Task requirements =
Go through the listing below and work out how many lines hold "files"; reply with the figure alone.

[Data provided — start]

//! View models for the conversation list and the message thread.
//!
//! Views are recomputed from store state on demand. Message bodies are HTML:
//! user text is escaped, assistant text is rendered as Markdown.

use chrono::{DateTime, Local, Utc};
use neuralchat_types::{ProviderKind, Role};
use pulldown_cmark::{CodeBlockKind, Event, Options, Parser, Tag, TagEnd, html};

use crate::model::{Conversation, FileAttachment, Message};
use crate::store::ConversationStore;

const PREVIEW_CHARS: usize = 60;
const SHORT_MODEL_CHARS: usize = 24;
const NO_MESSAGES: &str = "No messages";

#[derive(Debug, Clone, PartialEq, Eq)]
pub struct ConversationItem {
    pub id: String,
    pub icon: &'static str,
    pub title: String,
    pub preview: String,
    /// Relative creation time; empty for conversations without messages.
    pub time: String,
    pub active: bool,
    pub pinned: bool,
}

#[derive(Debug, Clone, PartialEq, Eq)]
pub struct MessageView {
    pub index: usize,
    pub role: Role,
    pub author: &'static str,
    pub html: String,
    /// `Service · shortModel` for assistant messages with provenance.
    pub service_tag: Option<String>,
    pub time: String,
    pub files: Vec<FileChip>,
}

#[derive(Debug, Clone, PartialEq, Eq)]
pub struct FileChip {
    pub name: String,
    pub icon: &'static str,
    pub label: String,
    pub size: String,
    /// `data:` URI for image thumbnails.
    pub thumbnail: Option<String>,
}

// ============================================================================
// Conversation list
// ============================================================================

/// Items for the sidebar, filtered by the search query, pinned first then newest.
pub fn conversation_list(store: &ConversationStore, now: DateTime<Utc>) -> Vec<ConversationItem> {
    let current = store.current_id();
    store
        .sorted_conversations()
        .into_iter()
        .map(|c| ConversationItem {
            id: c.id.clone(),
            icon: conversation_icon(c),
            title: c.title.clone(),
            preview: preview(c),
            time: if c.messages.is_empty() {
                String::new()
            } else {
                relative_time(c.created_at, now)
            },
            active: current == Some(c.id.as_str()),
            pinned: c.pinned,
        })
        .collect()
}

pub fn conversation_icon(conversation: &Conversation) -> &'static str {
    if conversation.pinned {
        return "📌";
    }
    if conversation.messages.is_empty() {
        return "💬";
    }
    match conversation
        .used_service
        .as_deref()
        .and_then(ProviderKind::from_display_name)
    {
        Some(ProviderKind::Groq) => "⚡",
        Some(ProviderKind::Cerebras) => "🧠",
        Some(ProviderKind::OpenRouter) => "🌐",
        None => "💬",
    }
}

fn preview(conversation: &Conversation) -> String {
    let text = conversation
        .messages
        .iter()
        .rev()
        .find(|m| m.role != Role::System)
        .map(Message::text)
        .unwrap_or_default();
    if text.is_empty() {
        return NO_MESSAGES.to_string();
    }
    text.chars()
        .take(PREVIEW_CHARS)
        .map(|c| if c == '\n' { ' ' } else { c })
        .collect()
}

/// `now`, `Nm`, `Nh`, `Nd` within a week, then the local day and month.
pub fn relative_time(timestamp_ms: i64, now: DateTime<Utc>) -> String {
    let diff = now.timestamp_millis() - timestamp_ms;
    let minutes = diff / 60_000;
    let hours = diff / 3_600_000;
    let days = diff / 86_400_000;
    if minutes < 1 {
        "now".to_string()
    } else if minutes < 60 {
        format!("{minutes}m")
    } else if hours < 24 {
        format!("{hours}h")
    } else if days < 7 {
        format!("{days}d")
    } else {
        DateTime::from_timestamp_millis(timestamp_ms)
            .map(|t| t.with_timezone(&Local).format("%-d %b").to_string())
            .unwrap_or_default()
    }
}

// ============================================================================
// Messages
// ============================================================================

pub fn message_views(conversation: &Conversation) -> Vec<MessageView> {
    conversation
        .messages
        .iter()
        .enumerate()
        .map(|(index, message)| message_view(index, message))
        .collect()
}

pub fn message_view(index: usize, message: &Message) -> MessageView {
    let is_user = message.role == Role::User;
    let html = if is_user {
        escape_html(message.typed_text()).replace('\n', "<br>")
    } else {
        render_markdown(&message.content)
    };
    let service_tag = match (is_user, message.service.as_deref()) {
        (false, Some(service)) => Some(match message.model.as_deref() {
            Some(model) if !model.is_empty() => format!("{service} · {}", shorten_model(model)),
            _ => service.to_string(),
        }),
        _ => None,
    };
    MessageView {
        index,
        role: message.role,
        author: if is_user { "You" } else { "Assistant" },
        html,
        service_tag,
        time: message.timestamp.map(format_time).unwrap_or_default(),
        files: message.files.iter().map(file_chip).collect(),
    }
}

fn format_time(timestamp_ms: i64) -> String {
    DateTime::from_timestamp_millis(timestamp_ms)
        .map(|t| t.with_timezone(&Local).format("%H:%M").to_string())
        .unwrap_or_default()
}

fn file_chip(file: &FileAttachment) -> FileChip {
    FileChip {
        name: file.name.clone(),
        icon: file_icon(&file.mime_type),
        label: file_label(&file.mime_type, &file.name),
        size: file.size.map(format_file_size).unwrap_or_default(),
        thumbnail: file
            .preview
            .as_ref()
            .map(|data| format!("data:{};base64,{data}", file.mime_type)),
    }
}

/// Render Markdown to HTML. Soft breaks become `<br />`, raw HTML is escaped
/// and code blocks get a header naming their language.
pub fn render_markdown(text: &str) -> String {
    if text.is_empty() {
        return String::new();
    }
    let mut options = Options::empty();
    options.insert(Options::ENABLE_TABLES);
    options.insert(Options::ENABLE_STRIKETHROUGH);
    options.insert(Options::ENABLE_TASKLISTS);

    let mut events = Vec::new();
    for event in Parser::new_ext(text, options) {
        match event {
            Event::SoftBreak => events.push(Event::HardBreak),
            Event::Html(raw) | Event::InlineHtml(raw) => events.push(Event::Text(raw)),
            Event::Start(Tag::CodeBlock(kind)) => {
                let lang = match &kind {
                    CodeBlockKind::Fenced(info) => {
                        info.split_whitespace().next().unwrap_or_default().to_string()
                    }
                    CodeBlockKind::Indented => String::new(),
                };
                let lang = if lang.is_empty() { "text".to_string() } else { lang };
                events.push(Event::Html(
                    format!(
                        "<div class=\"code-block\"><div class=\"code-block-header\"><span class=\"code-lang\">{}</span></div>",
                        escape_html(&lang)
                    )
                    .into(),
                ));
                events.push(Event::Start(Tag::CodeBlock(kind)));
            }
            Event::End(TagEnd::CodeBlock) => {
                events.push(Event::End(TagEnd::CodeBlock));
                events.push(Event::Html("</div>".into()));
            }
            other => events.push(other),
        }
    }

    let mut out = String::new();
    html::push_html(&mut out, events.into_iter());
    out
}

pub fn escape_html(text: &str) -> String {
    let mut out = String::with_capacity(text.len());
    for c in text.chars() {
        match c {
            '&' => out.push_str("&amp;"),
            '<' => out.push_str("&lt;"),
            '>' => out.push_str("&gt;"),
            '"' => out.push_str("&quot;"),
            '\'' => out.push_str("&#39;"),
            c => out.push(c),
        }
    }
    out
}

/// Last path segment, without a `:tag` suffix, at most 24 characters.
pub fn shorten_model(model: &str) -> String {
    let name = model.rsplit('/').next().unwrap_or(model);
    let name = name.split(':').next().unwrap_or(name);
    let short: String = name.chars().take(SHORT_MODEL_CHARS).collect();
    if short.is_empty() {
        model.to_string()
    } else {
        short
    }
}

pub fn file_icon(mime_type: &str) -> &'static str {
    if mime_type.is_empty() {
        "📎"
    } else if mime_type.starts_with("image/") {
        "🖼️"
    } else if mime_type == "application/pdf" {
        "📄"
    } else if mime_type.contains("json") {
        "🔧"
    } else if mime_type.contains("csv") {
        "📊"
    } else if ["python", "javascript", "typescript"]
        .iter()
        .any(|lang| mime_type.contains(lang))
    {
        "💻"
    } else if mime_type.starts_with("text/") {
        "📝"
    } else {
        "📎"
    }
}

pub fn file_label(mime_type: &str, filename: &str) -> String {
    if mime_type.is_empty() {
        return "File".to_string();
    }
    if let Some(subtype) = mime_type.strip_prefix("image/") {
        return subtype.to_uppercase();
    }
    if mime_type == "application/pdf" {
        return "PDF".to_string();
    }
    if mime_type.contains("json") {
        return "JSON".to_string();
    }
    if mime_type.contains("csv") {
        return "CSV".to_string();
    }
    if let Some((_, ext)) = filename.rsplit_once('.')
        && !ext.is_empty()
    {
        return ext.to_uppercase();
    }
    if mime_type.starts_with("text/") {
        "TEXT".to_string()
    } else {
        "FILE".to_string()
    }
}

/// `B` below 1 KiB, then `KB` and `MB` with one decimal. Zero renders empty.
pub fn format_file_size(bytes: u64) -> String {
    const KIB: u64 = 1024;
    const MIB: u64 = 1024 * 1024;
    match bytes {
        0 => String::new(),
        b if b < KIB => format!("{b} B"),
        b if b < MIB => format!("{:.1} KB", b as f64 / KIB as f64),
        b => format!("{:.1} MB", b as f64 / MIB as f64),
    }
}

[Data provided — finish]

Solution =
2